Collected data
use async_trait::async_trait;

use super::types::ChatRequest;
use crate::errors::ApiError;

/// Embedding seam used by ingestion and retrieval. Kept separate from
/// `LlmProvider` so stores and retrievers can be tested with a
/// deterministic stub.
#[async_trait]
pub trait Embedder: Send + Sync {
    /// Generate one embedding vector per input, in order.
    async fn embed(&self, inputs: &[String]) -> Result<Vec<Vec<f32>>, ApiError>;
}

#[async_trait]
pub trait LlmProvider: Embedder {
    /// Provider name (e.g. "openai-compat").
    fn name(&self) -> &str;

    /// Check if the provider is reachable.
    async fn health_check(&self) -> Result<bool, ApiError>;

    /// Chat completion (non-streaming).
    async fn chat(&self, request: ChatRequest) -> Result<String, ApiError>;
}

◆ YOUR OBJECTIVE ◆
Write the records out once more, word for word.

◆ YOUR SOLUTION ◆
use async_trait::async_trait;

use super::types::ChatRequest;
use crate::errors::ApiError;

/// Embedding seam used by ingestion and retrieval. Kept separate from
/// `LlmProvider` so stores and retrievers can be tested with a
/// deterministic stub.
#[async_trait]
pub trait Embedder: Send + Sync {
    /// Generate one embedding vector per input, in order.
    async fn embed(&self, inputs: &[String]) -> Result<Vec<Vec<f32>>, ApiError>;
}

#[async_trait]
pub trait LlmProvider: Embedder {
    /// Provider name (e.g. "openai-compat").
    fn name(&self) -> &str;

    /// Check if the provider is reachable.
    async fn health_check(&self) -> Result<bool, ApiError>;

    /// Chat completion (non-streaming).
    async fn chat(&self, request: ChatRequest) -> Result<String, ApiError>;
}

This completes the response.